(DATA EXCERPTS Opens)

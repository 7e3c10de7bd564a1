//! Primary-language resolution from the alternate-titles table.
//!
//! The table is far larger than the title and rating tables, so it is never
//! held in memory. A single pass groups its rows by identifier into one small
//! accumulator per title; every later lookup is a hash probe.
//!
//! Resolution rule for one identifier:
//! 1. the first row flagged as the original title that carries a language;
//! 2. otherwise the most frequent language over all of its rows, ties going
//!    to the language seen first;
//! 3. otherwise [`UNKNOWN_LANGUAGE`].

use std::{
    collections::{HashMap, HashSet},
    io::{self, BufRead},
    path::PathBuf,
    sync::{Arc, OnceLock},
    time::Instant,
};

use rayon::prelude::*;
use tracing::{debug, info, warn};

use crate::{
    error::{CatalogError, Result},
    loader::{RecordSource, TsvLines},
    models::AlternateTitleRecord,
    parser::RowParser,
};

pub const UNKNOWN_LANGUAGE: &str = "unknown";

/// Rows handed to one grouping task.
pub const DEFAULT_CHUNK_SIZE: usize = 10_000;

#[derive(Clone, Copy, Debug)]
pub struct ScanOptions {
    pub chunk_size: usize,
    /// Chunks grouped concurrently per read batch.
    pub parallel_chunks: usize,
}

impl Default for ScanOptions {
    fn default() -> Self {
        Self { chunk_size: DEFAULT_CHUNK_SIZE, parallel_chunks: rayon::current_num_threads() }
    }
}

#[derive(Clone, Debug)]
struct Tally {
    code: String,
    count: u64,
    first_seen: u64,
}

/// Everything the resolution rule needs to know about one identifier.
/// `seq` values are file line numbers, so chunks can be merged in any order.
#[derive(Clone, Debug, Default)]
struct Accumulator {
    original: Option<(u64, String)>,
    tallies: Vec<Tally>,
}

impl Accumulator {
    fn observe(&mut self, seq: u64, row: AlternateTitleRecord) {
        let Some(code) = row.language.filter(|c| !c.is_empty()) else {
            return;
        };
        if row.is_original_title && self.original.as_ref().is_none_or(|(s, _)| seq < *s) {
            self.original = Some((seq, code.clone()));
        }
        self.tally(code, 1, seq);
    }

    fn tally(&mut self, code: String, count: u64, seen: u64) {
        match self.tallies.iter_mut().find(|t| t.code == code) {
            Some(t) => {
                t.count += count;
                t.first_seen = t.first_seen.min(seen);
            },
            None => self.tallies.push(Tally { code, count, first_seen: seen }),
        }
    }

    fn merge(&mut self, other: Accumulator) {
        if let Some((seq, code)) = other.original {
            if self.original.as_ref().is_none_or(|(s, _)| seq < *s) {
                self.original = Some((seq, code));
            }
        }
        for t in other.tallies {
            self.tally(t.code, t.count, t.first_seen);
        }
    }

    fn resolve(&self) -> Option<&str> {
        if let Some((_, code)) = &self.original {
            return Some(code);
        }
        self.tallies
            .iter()
            .max_by(|a, b| a.count.cmp(&b.count).then(b.first_seen.cmp(&a.first_seen)))
            .map(|t| t.code.as_str())
    }
}

#[derive(Default)]
struct ChunkGroups {
    groups: HashMap<String, Accumulator>,
    rows: u64,
    skipped: u64,
}

fn group_chunk(
    parser: &RowParser<AlternateTitleRecord>,
    chunk: &[(u64, Result<String>)],
    wanted: Option<&HashSet<String>>,
) -> ChunkGroups {
    let mut out = ChunkGroups::default();
    for (line_no, line) in chunk {
        out.rows += 1;
        let record = match line {
            Ok(text) => parser.parse(text, *line_no),
            Err(_) => Err(CatalogError::malformed(*line_no, "unreadable line")),
        };
        match record {
            Ok(record) => {
                if wanted.is_some_and(|w| !w.contains(&record.id)) {
                    continue;
                }
                out.groups.entry(record.id.clone()).or_default().observe(*line_no, record);
            },
            Err(_) => out.skipped += 1,
        }
    }
    out
}

/// Per-identifier accumulators, addressed through `slots`.
#[derive(Default)]
struct Arena {
    slots: HashMap<String, usize>,
    accumulators: Vec<Accumulator>,
}

impl Arena {
    fn absorb(&mut self, chunk: ChunkGroups) {
        for (id, acc) in chunk.groups {
            match self.slots.get(&id) {
                Some(&slot) => self.accumulators[slot].merge(acc),
                None => {
                    self.slots.insert(id, self.accumulators.len());
                    self.accumulators.push(acc);
                },
            }
        }
    }
}

#[derive(Clone, Debug, Default, serde::Serialize)]
pub struct IndexStats {
    pub rows: u64,
    pub skipped: u64,
    pub identifiers: usize,
    pub resolved: usize,
    /// False when the scan stopped early on an I/O failure.
    pub complete: bool,
}

/// Identifier to language mapping built in one pass over the alternate titles.
#[derive(Debug, Default)]
pub struct LanguageIndex {
    languages: HashMap<String, String>,
    stats: IndexStats,
}

impl LanguageIndex {
    /// Scans `reader` once. When `wanted` is given, rows for other identifiers
    /// are dropped while grouping.
    ///
    /// A read failure part-way through does not fail the build: identifiers
    /// already settled by an original-title row keep their language, the rest
    /// resolve to [`UNKNOWN_LANGUAGE`]. Errors are only returned when the
    /// header cannot be read or bound.
    pub fn build<R: BufRead>(
        reader: R,
        options: ScanOptions,
        wanted: Option<&HashSet<String>>,
    ) -> Result<Self> {
        let chunk_size = options.chunk_size.max(1);
        let batch_len = chunk_size * options.parallel_chunks.max(1);

        let mut lines = TsvLines::new(reader);
        let Some((_, header)) = lines.next_line()? else {
            return Ok(Self { stats: IndexStats { complete: true, ..Default::default() }, ..Default::default() });
        };
        let parser = RowParser::<AlternateTitleRecord>::from_header(&header?)?;

        let mut arena = Arena::default();
        let mut stats = IndexStats::default();
        let mut failure: Option<io::Error> = None;
        let mut eof = false;

        while !eof && failure.is_none() {
            let mut batch = Vec::with_capacity(batch_len);
            while batch.len() < batch_len {
                match lines.next_line() {
                    Ok(Some(line)) => batch.push(line),
                    Ok(None) => {
                        eof = true;
                        break;
                    },
                    Err(err) => {
                        failure = Some(err);
                        break;
                    },
                }
            }

            let grouped: Vec<ChunkGroups> = batch
                .par_chunks(chunk_size)
                .map(|chunk| group_chunk(&parser, chunk, wanted))
                .collect();
            for chunk in grouped {
                stats.rows += chunk.rows;
                stats.skipped += chunk.skipped;
                arena.absorb(chunk);
            }
        }

        stats.identifiers = arena.accumulators.len();
        stats.complete = failure.is_none();
        if let Some(err) = failure {
            warn!(error = %err, rows = stats.rows, "language scan interrupted, keeping original-title matches only");
        }

        let languages: HashMap<String, String> = arena
            .slots
            .into_iter()
            .filter_map(|(id, slot)| {
                let acc = &arena.accumulators[slot];
                let code = if stats.complete {
                    acc.resolve()
                } else {
                    acc.original.as_ref().map(|(_, c)| c.as_str())
                };
                code.map(|c| (id, c.to_string()))
            })
            .collect();
        stats.resolved = languages.len();

        Ok(Self { languages, stats })
    }

    pub fn resolve(&self, id: &str) -> &str {
        self.languages.get(id).map(String::as_str).unwrap_or(UNKNOWN_LANGUAGE)
    }

    pub fn stats(&self) -> &IndexStats {
        &self.stats
    }
}

/// Lazily built language index for one catalog snapshot.
pub struct LanguageResolver {
    source: Arc<dyn RecordSource>,
    options: ScanOptions,
    wanted: HashSet<String>,
    index: OnceLock<LanguageIndex>,
}

impl LanguageResolver {
    pub fn new(source: Arc<dyn RecordSource>, options: ScanOptions, wanted: HashSet<String>) -> Self {
        Self { source, options, wanted, index: OnceLock::new() }
    }

    /// Builds the index on first call; later calls and concurrent callers
    /// share the same one.
    pub fn index(&self) -> &LanguageIndex {
        self.index.get_or_init(|| self.build())
    }

    /// The index, if it has been built already.
    pub fn ready(&self) -> Option<&LanguageIndex> {
        self.index.get()
    }

    pub fn resolve(&self, id: &str) -> &str {
        self.index().resolve(id)
    }

    fn build(&self) -> LanguageIndex {
        let started = Instant::now();
        let location: PathBuf = self.source.alternate_titles_location();
        debug!(path = %location.display(), chunk_size = self.options.chunk_size, "building language index");

        let result = self
            .source
            .open_alternate_titles()
            .map_err(|source| CatalogError::ResolutionUnavailable { path: location.clone(), source })
            .and_then(|reader| LanguageIndex::build(reader, self.options, Some(&self.wanted)));

        match result {
            Ok(index) => {
                info!(
                    path = %location.display(),
                    rows = index.stats.rows,
                    resolved = index.stats.resolved,
                    skipped = index.stats.skipped,
                    elapsed_ms = started.elapsed().as_millis() as u64,
                    "built language index"
                );
                index
            },
            Err(err) => {
                warn!(error = %err, "language index unavailable, every title resolves to unknown");
                LanguageIndex::default()
            },
        }
    }
}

(DATA EXCERPTS Closes)

WORK REQUEST:
In the reply, include exactly the lines from the beginning of the entries above through the line holding "Resolution rule for", and nothing besides.

EXPECTED ANSWER:
repository 7e3c10de7bd564a1
//! Primary-language resolution from the alternate-titles table.
//!
//! The table is far larger than the title and rating tables, so it is never
//! held in memory. A single pass groups its rows by identifier into one small
//! accumulator per title; every later lookup is a hash probe.
//!
//! Resolution rule for one identifier:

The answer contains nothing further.